* Exercise prompt *
Go through the listing beneath and show each line containing the string "that".

* Study material *
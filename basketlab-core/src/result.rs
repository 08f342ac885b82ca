//! Per-symbol backtest result rows and boundary validation.

use serde::{Deserialize, Serialize};

/// One row of a backtest response.
///
/// PnL figures arrive as decimal strings. Field names follow the service
/// (`"Total PnL"`, `"Trades"`, `"Avg PnL"`); camelCase spellings are accepted too.
/// Unknown fields such as the echoed `"Strategy"` are ignored.
#[derive(Debug, Clone, PartialEq, Serialize, Deserialize)]
pub struct BacktestResultRow {
    pub symbol: String,
    #[serde(rename = "Total PnL", alias = "totalPnl")]
    pub total_pnl: String,
    #[serde(rename = "Trades", alias = "trades")]
    pub trades: u32,
    #[serde(rename = "Avg PnL", alias = "avgPnl")]
    pub avg_pnl: String,
}

impl BacktestResultRow {
    pub fn new(
        symbol: impl Into<String>,
        total_pnl: impl Into<String>,
        trades: u32,
        avg_pnl: impl Into<String>,
    ) -> Self {
        Self {
            symbol: symbol.into(),
            total_pnl: total_pnl.into(),
            trades,
            avg_pnl: avg_pnl.into(),
        }
    }

    /// Total PnL as a float. Non-numeric text yields NaN.
    pub fn pnl(&self) -> f64 {
        parse_decimal(&self.total_pnl)
    }

    /// Average PnL per trade as a float. Non-numeric text yields NaN.
    pub fn avg(&self) -> f64 {
        parse_decimal(&self.avg_pnl)
    }
}

fn parse_decimal(s: &str) -> f64 {
    s.trim().parse::<f64>().unwrap_or(f64::NAN)
}

/// Which decimal field of a row failed to parse.
#[derive(Debug, Clone, Copy, PartialEq, Eq)]
pub enum RowField {
    TotalPnl,
    AvgPnl,
}

impl RowField {
    pub fn label(self) -> &'static str {
        match self {
            RowField::TotalPnl => "Total PnL",
            RowField::AvgPnl => "Avg PnL",
        }
    }
}

/// A row whose decimal field is not a finite number.
#[derive(Debug, Clone, PartialEq, Eq)]
pub struct RowIssue {
    pub symbol: String,
    pub field: RowField,
    pub value: String,
}

impl std::fmt::Display for RowIssue {
    fn fmt(&self, f: &mut std::fmt::Formatter<'_>) -> std::fmt::Result {
        write!(
            f,
            "{}: {} is not numeric ({:?})",
            self.symbol,
            self.field.label(),
            self.value
        )
    }
}

/// Flag rows whose PnL fields do not parse as finite numbers.
///
/// Rows are not dropped; the caller decides how loudly to report them.
pub fn validate_rows(rows: &[BacktestResultRow]) -> Vec<RowIssue> {
    let mut issues = Vec::new();
    for row in rows {
        for (field, value) in [
            (RowField::TotalPnl, &row.total_pnl),
            (RowField::AvgPnl, &row.avg_pnl),
        ] {
            if !parse_decimal(value).is_finite() {
                issues.push(RowIssue {
                    symbol: row.symbol.clone(),
                    field,
                    value: value.clone(),
                });
            }
        }
    }
    issues
}
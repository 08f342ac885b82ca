//! Structured errors for talking to the backtest service.
//!
//! Payloads are plain strings so the errors can cross the worker channel and
//! be shown in both the CLI and the TUI error history.

use thiserror::Error;

#[derive(Debug, Clone, PartialEq, Eq, Error)]
pub enum ServiceError {
    #[error("could not build HTTP client: {0}")]
    Client(String),

    #[error("service unreachable: {0}")]
    Network(String),

    #[error("service returned HTTP {status}: {body}")]
    Status { status: u16, body: String },

    #[error("unexpected response payload: {0}")]
    Decode(String),
}

impl ServiceError {
    /// Longest body excerpt kept in a `Status` error.
    pub const BODY_EXCERPT: usize = 200;

    pub fn status(status: u16, body: &str) -> Self {
        let body = body.trim();
        let body = match body.char_indices().nth(Self::BODY_EXCERPT) {
            Some((cut, _)) => format!("{}…", &body[..cut]),
            None => body.to_string(),
        };
        ServiceError::Status { status, body }
    }

    /// True for failures that mean the payload was malformed rather than missing.
    pub fn is_decode(&self) -> bool {
        matches!(self, ServiceError::Decode(_))
    }
}

impl From<reqwest::Error> for ServiceError {
    fn from(e: reqwest::Error) -> Self {
        if e.is_decode() {
            ServiceError::Decode(e.to_string())
        } else if e.is_builder() {
            ServiceError::Client(e.to_string())
        } else {
            ServiceError::Network(e.to_string())
        }
    }
}

impl From<serde_json::Error> for ServiceError {
    fn from(e: serde_json::Error) -> Self {
        ServiceError::Decode(e.to_string())
    }
}

#[cfg(test)]
mod tests {
    use super::*;

    #[test]
    fn status_body_is_trimmed_and_capped() {
        let long = "x".repeat(500);
        match ServiceError::status(500, &long) {
            ServiceError::Status { status, body } => {
                assert_eq!(status, 500);
                assert_eq!(body.chars().count(), ServiceError::BODY_EXCERPT + 1);
                assert!(body.ends_with('…'));
            }
            other => panic!("expected Status, got {other:?}"),
        }
        assert_eq!(
            ServiceError::status(404, "  {\"detail\":\"No data found\"}\n"),
            ServiceError::Status { status: 404, body: "{\"detail\":\"No data found\"}".into() }
        );
    }

    #[test]
    fn json_errors_are_decode_errors() {
        let err: ServiceError = serde_json::from_str::<u32>("nope").unwrap_err().into();
        assert!(err.is_decode());
        assert!(err.to_string().starts_with("unexpected response payload"));
    }
}
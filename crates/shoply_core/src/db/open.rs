//! Connection bootstrap utilities for the SQLite-backed key-value store.
//!
//! # Responsibility
//! - Open file or in-memory store connections.
//! - Trigger schema migrations before returning a usable connection.
//!
//! # Invariants
//! - Returned connections have migrations fully applied.
//! - Open outcomes are logged as `store_open` events with durations.

use super::migrations::apply_migrations;
use super::DbResult;
use log::{error, info};
use rusqlite::Connection;
use std::path::Path;
use std::time::{Duration, Instant};

const BUSY_TIMEOUT: Duration = Duration::from_secs(5);

/// Opens the store database file and applies all pending migrations.
pub fn open_store(path: impl AsRef<Path>) -> DbResult<Connection> {
    open_with("file", || Connection::open(path))
}

/// Opens an in-memory store and applies all pending migrations.
///
/// Used by tests and throwaway sessions; state dies with the connection.
pub fn open_store_in_memory() -> DbResult<Connection> {
    open_with("memory", Connection::open_in_memory)
}

fn open_with(
    mode: &'static str,
    open: impl FnOnce() -> rusqlite::Result<Connection>,
) -> DbResult<Connection> {
    let started_at = Instant::now();
    info!("event=store_open module=db status=start mode={mode}");

    let result = open()
        .map_err(Into::into)
        .and_then(|mut conn| bootstrap_connection(&mut conn).map(|()| conn));

    match &result {
        Ok(_) => info!(
            "event=store_open module=db status=ok mode={mode} duration_ms={}",
            started_at.elapsed().as_millis()
        ),
        Err(err) => error!(
            "event=store_open module=db status=error mode={mode} duration_ms={} error={err}",
            started_at.elapsed().as_millis()
        ),
    }

    result
}

fn bootstrap_connection(conn: &mut Connection) -> DbResult<()> {
    conn.busy_timeout(BUSY_TIMEOUT)?;
    apply_migrations(conn)?;
    Ok(())
}
//! Fixed display formatting rules for money and plain numbers.

/// Currency symbol used by every formatted money value.
pub const CURRENCY_SYMBOL: &str = "₦";

/// Formats a money value as the currency symbol plus grouped digits,
/// e.g. `250000.0` -> `"₦250,000"`.
pub fn format_currency(amount: f64) -> String {
    format!("{CURRENCY_SYMBOL}{}", group_digits(&format_number(amount)))
}

/// Shortest display form of a number: no trailing `.0` for whole values,
/// natural decimal digits otherwise. Used ungrouped in the CSV export.
pub fn format_number(value: f64) -> String {
    format!("{value}")
}

/// Inserts `,` separators every three digits of the integer part, leaving
/// sign and fractional part untouched.
fn group_digits(rendered: &str) -> String {
    let (sign, unsigned) = match rendered.strip_prefix('-') {
        Some(rest) => ("-", rest),
        None => ("", rendered),
    };
    let (int_part, frac_part) = match unsigned.split_once('.') {
        Some((int_part, frac)) => (int_part, Some(frac)),
        None => (unsigned, None),
    };

    let digits: Vec<char> = int_part.chars().collect();
    let mut grouped = String::with_capacity(rendered.len() + digits.len() / 3);
    for (pos, digit) in digits.iter().enumerate() {
        let digits_left = digits.len() - pos;
        if pos > 0 && digits_left % 3 == 0 {
            grouped.push(',');
        }
        grouped.push(*digit);
    }

    match frac_part {
        Some(frac) => format!("{sign}{grouped}.{frac}"),
        None => format!("{sign}{grouped}"),
    }
}
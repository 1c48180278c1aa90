//! Stock command handlers: add stock, record sale, reset, export.
//!
//! # Responsibility
//! - Parse and validate raw form input before any ledger mutation.
//! - Run every successful mutation through the same persist + re-project
//!   tail, so the four views and the stored blob stay consistent.
//!
//! # Invariants
//! - Rejected commands mutate nothing, persist nothing, re-project nothing.
//! - Persistence failure after a mutation is non-fatal: the in-memory ledger
//!   stays authoritative and the outcome carries the failure as a warning.

use crate::model::ledger::{Ledger, LedgerError};
use crate::repo::ledger_repo::{LedgerRepository, RepoError};
use crate::view::export::{export_csv, CsvExport};
use crate::view::projection::{is_placeholder_id, project_dashboard, Dashboard};
use log::{error, info, warn};
use std::error::Error;
use std::fmt::{Display, Formatter};

/// Raw add-stock form input, untrimmed and unparsed.
#[derive(Debug, Clone, Default, PartialEq, Eq)]
pub struct AddStockForm {
    pub name: String,
    pub category: String,
    pub price: String,
    pub quantity: String,
}

/// Raw record-sale form input. `target` is a sale-target option id.
#[derive(Debug, Clone, Default, PartialEq, Eq)]
pub struct RecordSaleForm {
    pub target: String,
    pub quantity: String,
}

/// Outcome of the explicit confirmation step required before a reset.
#[derive(Debug, Clone, Copy, PartialEq, Eq)]
pub enum ResetDecision {
    Confirmed,
    Cancelled,
}

/// Command rejection, recoverable at the command boundary.
#[derive(Debug)]
pub enum StockServiceError {
    /// Add-stock input failed validation (name, price or quantity).
    Validation(String),
    /// Sale targeted a placeholder, blank or unoccupied selector entry.
    InvalidTarget(String),
    /// Sale quantity was non-numeric or not positive.
    InvalidQuantity(String),
    /// Sale quantity exceeds the units still in stock.
    InsufficientStock { requested: u32, remaining: u32 },
}

impl Display for StockServiceError {
    fn fmt(&self, f: &mut Formatter<'_>) -> std::fmt::Result {
        match self {
            Self::Validation(message) => write!(f, "validation failed: {message}"),
            Self::InvalidTarget(target) => write!(f, "invalid sale target `{target}`"),
            Self::InvalidQuantity(raw) => write!(f, "invalid sale quantity `{raw}`"),
            Self::InsufficientStock {
                requested,
                remaining,
            } => write!(
                f,
                "sale quantity {requested} exceeds remaining stock {remaining}"
            ),
        }
    }
}

impl Error for StockServiceError {}

impl StockServiceError {
    /// User-facing notification text for the rendering layer's blocking
    /// message capability.
    pub fn notification(&self) -> String {
        match self {
            Self::Validation(message) => message.clone(),
            Self::InvalidTarget(target) if is_placeholder_id(target) => {
                "This is a placeholder item. Please add stock for this item first \
                 using the \"Add Stock\" form."
                    .to_string()
            }
            Self::InvalidTarget(_) => {
                "Please select a valid stock item to record a sale.".to_string()
            }
            Self::InvalidQuantity(_) | Self::InsufficientStock { .. } => {
                "Invalid quantity".to_string()
            }
        }
    }
}

/// Result of a successful command: the recomputed views, plus a persistence
/// warning when the store write failed.
#[derive(Debug)]
pub struct CommandOutcome {
    pub dashboard: Dashboard,
    pub persistence_warning: Option<RepoError>,
}

/// Command handler facade owning the session ledger and its repository.
///
/// Mutating commands take `&mut self`, so command execution is serialized by
/// construction; no locking is involved anywhere in core.
pub struct StockService<R: LedgerRepository> {
    ledger: Ledger,
    repo: R,
}

impl<R: LedgerRepository> StockService<R> {
    /// Starts a session from persisted state.
    ///
    /// Absent state starts empty; corrupt or unreadable state is recovered
    /// to an empty ledger with a warning rather than failing the session.
    pub fn open(repo: R) -> Self {
        let ledger = match repo.load() {
            Ok(Some(ledger)) => {
                info!(
                    "event=ledger_load module=service status=ok item_count={}",
                    ledger.len()
                );
                ledger
            }
            Ok(None) => {
                info!("event=ledger_load module=service status=absent");
                Ledger::new()
            }
            Err(err) => {
                warn!("event=ledger_load module=service status=recovered error={err}");
                Ledger::new()
            }
        };

        Self { ledger, repo }
    }

    /// Current ledger snapshot.
    pub fn ledger(&self) -> &Ledger {
        &self.ledger
    }

    /// Recomputes all four view-models without mutating anything. Used to
    /// render the initial screen after `open`.
    pub fn dashboard(&self) -> Dashboard {
        project_dashboard(&self.ledger)
    }

    /// Validates and applies an add-stock submission.
    pub fn add_stock(
        &mut self,
        form: &AddStockForm,
    ) -> Result<CommandOutcome, StockServiceError> {
        let result = self.try_add_stock(form);
        match &result {
            Ok(_) => info!(
                "event=add_stock module=service status=ok item_count={}",
                self.ledger.len()
            ),
            Err(err) => warn!("event=add_stock module=service status=rejected error={err}"),
        }
        result
    }

    fn try_add_stock(
        &mut self,
        form: &AddStockForm,
    ) -> Result<CommandOutcome, StockServiceError> {
        let name = form.name.trim();
        if name.is_empty() {
            return Err(StockServiceError::Validation(
                "item name cannot be empty".to_string(),
            ));
        }
        let price = parse_price(&form.price)?;
        let quantity = parse_add_quantity(&form.quantity)?;

        self.ledger
            .add_item(name, form.category.trim(), price, quantity)
            .map_err(|err| StockServiceError::Validation(err.to_string()))?;

        Ok(self.commit("add_stock"))
    }

    /// Validates and applies a record-sale submission.
    pub fn record_sale(
        &mut self,
        form: &RecordSaleForm,
    ) -> Result<CommandOutcome, StockServiceError> {
        let result = self.try_record_sale(form);
        match &result {
            Ok(_) => info!("event=record_sale module=service status=ok"),
            Err(err) => warn!("event=record_sale module=service status=rejected error={err}"),
        }
        result
    }

    fn try_record_sale(
        &mut self,
        form: &RecordSaleForm,
    ) -> Result<CommandOutcome, StockServiceError> {
        let target = form.target.trim();
        if target.is_empty() || is_placeholder_id(target) {
            return Err(StockServiceError::InvalidTarget(target.to_string()));
        }
        let index: usize = target
            .parse()
            .map_err(|_| StockServiceError::InvalidTarget(target.to_string()))?;

        let raw_qty = form.quantity.trim();
        let qty: u32 = raw_qty
            .parse()
            .map_err(|_| StockServiceError::InvalidQuantity(raw_qty.to_string()))?;

        let applied = self.ledger.record_sale(index, qty).map(|_| ());
        match applied {
            Ok(()) => Ok(self.commit("record_sale")),
            Err(LedgerError::InvalidIndex { .. }) => {
                Err(StockServiceError::InvalidTarget(target.to_string()))
            }
            Err(LedgerError::QuantityNotPositive) => {
                Err(StockServiceError::InvalidQuantity(raw_qty.to_string()))
            }
            Err(LedgerError::InsufficientStock {
                requested,
                remaining,
            }) => Err(StockServiceError::InsufficientStock {
                requested,
                remaining,
            }),
            Err(err @ LedgerError::Item(_)) => {
                Err(StockServiceError::Validation(err.to_string()))
            }
        }
    }

    /// Clears all data once the user has confirmed the irreversible action.
    ///
    /// Returns `None` when the confirmation was declined; nothing happens in
    /// that case. Idempotent when confirmed.
    pub fn reset(&mut self, decision: ResetDecision) -> Option<CommandOutcome> {
        match decision {
            ResetDecision::Cancelled => {
                info!("event=reset_data module=service status=cancelled");
                None
            }
            ResetDecision::Confirmed => {
                self.ledger.reset();
                let persistence_warning = match self.repo.clear() {
                    Ok(()) => None,
                    Err(err) => {
                        error!("event=reset_data module=service status=error error={err}");
                        Some(err)
                    }
                };
                info!("event=reset_data module=service status=ok");
                Some(CommandOutcome {
                    dashboard: project_dashboard(&self.ledger),
                    persistence_warning,
                })
            }
        }
    }

    /// Renders the current ledger as a downloadable CSV snapshot.
    pub fn export_csv(&self) -> CsvExport {
        let export = export_csv(&self.ledger);
        info!(
            "event=export_csv module=service status=ok row_count={}",
            self.ledger.len()
        );
        export
    }

    /// The single persist + re-project tail shared by every mutation path.
    fn commit(&self, command: &'static str) -> CommandOutcome {
        let persistence_warning = match self.repo.save(&self.ledger) {
            Ok(()) => None,
            Err(err) => {
                error!(
                    "event=ledger_save module=service status=error command={command} error={err}"
                );
                Some(err)
            }
        };

        CommandOutcome {
            dashboard: project_dashboard(&self.ledger),
            persistence_warning,
        }
    }
}

fn parse_price(raw: &str) -> Result<f64, StockServiceError> {
    let trimmed = raw.trim();
    match trimmed.parse::<f64>() {
        Ok(price) if price.is_finite() && price > 0.0 => Ok(price),
        _ => Err(StockServiceError::Validation(format!(
            "price must be a positive number, got `{trimmed}`"
        ))),
    }
}

fn parse_add_quantity(raw: &str) -> Result<u32, StockServiceError> {
    let trimmed = raw.trim();
    match trimmed.parse::<u32>() {
        Ok(quantity) if quantity > 0 => Ok(quantity),
        _ => Err(StockServiceError::Validation(format!(
            "quantity must be a positive whole number, got `{trimmed}`"
        ))),
    }
}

* Reply *
    /// True for failures that mean the payload was malformed rather than missing.
    /// that case. Idempotent when confirmed.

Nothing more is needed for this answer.